» EXERCISE PROMPT: From the records below, set down exactly the lines starting with the line that contains "filename src/utils/session.rs" and going on through the line that contains "session.insert(USER_ID_KEY, user_id).await?;". Nothing else is wanted.
INFORMATION GIVEN: Begin
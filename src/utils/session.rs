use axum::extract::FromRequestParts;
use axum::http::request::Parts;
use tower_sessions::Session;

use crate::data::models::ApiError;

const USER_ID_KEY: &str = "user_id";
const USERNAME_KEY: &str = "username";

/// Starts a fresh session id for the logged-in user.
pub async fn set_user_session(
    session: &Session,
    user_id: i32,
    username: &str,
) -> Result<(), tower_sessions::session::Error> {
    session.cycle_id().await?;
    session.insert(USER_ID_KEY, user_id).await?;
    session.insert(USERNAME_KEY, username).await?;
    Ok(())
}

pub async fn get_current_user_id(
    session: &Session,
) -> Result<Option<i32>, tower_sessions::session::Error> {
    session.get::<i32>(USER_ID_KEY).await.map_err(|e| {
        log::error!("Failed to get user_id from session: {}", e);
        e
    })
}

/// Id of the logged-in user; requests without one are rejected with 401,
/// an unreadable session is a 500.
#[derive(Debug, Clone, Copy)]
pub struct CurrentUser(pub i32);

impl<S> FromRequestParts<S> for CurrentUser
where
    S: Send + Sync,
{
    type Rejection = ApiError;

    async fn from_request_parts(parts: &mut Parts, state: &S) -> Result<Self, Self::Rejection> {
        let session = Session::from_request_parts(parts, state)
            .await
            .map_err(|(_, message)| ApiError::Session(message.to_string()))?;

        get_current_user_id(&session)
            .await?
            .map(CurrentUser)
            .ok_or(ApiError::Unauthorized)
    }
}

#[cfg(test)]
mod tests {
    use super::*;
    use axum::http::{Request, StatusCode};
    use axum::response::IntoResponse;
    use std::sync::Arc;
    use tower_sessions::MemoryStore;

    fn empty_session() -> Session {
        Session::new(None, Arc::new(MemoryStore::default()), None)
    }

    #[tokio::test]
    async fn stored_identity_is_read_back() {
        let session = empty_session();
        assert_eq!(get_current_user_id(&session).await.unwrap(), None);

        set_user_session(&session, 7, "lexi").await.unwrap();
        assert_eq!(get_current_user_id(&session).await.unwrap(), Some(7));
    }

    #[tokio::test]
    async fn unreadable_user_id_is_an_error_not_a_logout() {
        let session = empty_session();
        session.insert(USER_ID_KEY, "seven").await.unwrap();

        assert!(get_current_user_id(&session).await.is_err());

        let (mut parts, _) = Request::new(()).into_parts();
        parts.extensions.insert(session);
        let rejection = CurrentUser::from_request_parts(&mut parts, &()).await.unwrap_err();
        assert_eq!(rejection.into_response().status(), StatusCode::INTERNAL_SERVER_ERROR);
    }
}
INFORMATION GIVEN: End
INFORMATION GIVEN: Begin
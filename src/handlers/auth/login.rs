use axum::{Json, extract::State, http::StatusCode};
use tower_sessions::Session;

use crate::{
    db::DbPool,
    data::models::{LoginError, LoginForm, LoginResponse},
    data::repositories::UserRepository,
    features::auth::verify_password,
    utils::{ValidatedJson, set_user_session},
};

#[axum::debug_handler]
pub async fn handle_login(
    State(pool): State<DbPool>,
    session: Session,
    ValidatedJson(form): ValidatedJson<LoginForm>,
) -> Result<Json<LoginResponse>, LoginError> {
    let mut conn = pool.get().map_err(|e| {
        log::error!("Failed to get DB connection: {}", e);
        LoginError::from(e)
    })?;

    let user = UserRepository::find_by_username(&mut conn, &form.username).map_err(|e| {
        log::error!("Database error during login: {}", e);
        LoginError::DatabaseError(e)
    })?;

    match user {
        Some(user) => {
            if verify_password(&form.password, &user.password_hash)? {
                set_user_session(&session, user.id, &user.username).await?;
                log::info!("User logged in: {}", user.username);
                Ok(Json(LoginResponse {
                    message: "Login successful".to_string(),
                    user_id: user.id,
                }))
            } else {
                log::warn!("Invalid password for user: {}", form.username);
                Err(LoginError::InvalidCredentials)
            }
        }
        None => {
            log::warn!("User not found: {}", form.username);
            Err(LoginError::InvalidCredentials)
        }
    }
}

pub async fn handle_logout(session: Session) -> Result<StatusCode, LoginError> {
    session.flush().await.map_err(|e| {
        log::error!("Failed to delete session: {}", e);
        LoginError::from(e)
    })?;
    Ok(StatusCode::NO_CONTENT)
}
INFORMATION GIVEN: End
» RESPONSE TO THIS TASK:
filename src/utils/session.rs
use axum::extract::FromRequestParts;
use axum::http::request::Parts;
use tower_sessions::Session;

use crate::data::models::ApiError;

const USER_ID_KEY: &str = "user_id";
const USERNAME_KEY: &str = "username";

/// Starts a fresh session id for the logged-in user.
pub async fn set_user_session(
    session: &Session,
    user_id: i32,
    username: &str,
) -> Result<(), tower_sessions::session::Error> {
    session.cycle_id().await?;
    session.insert(USER_ID_KEY, user_id).await?;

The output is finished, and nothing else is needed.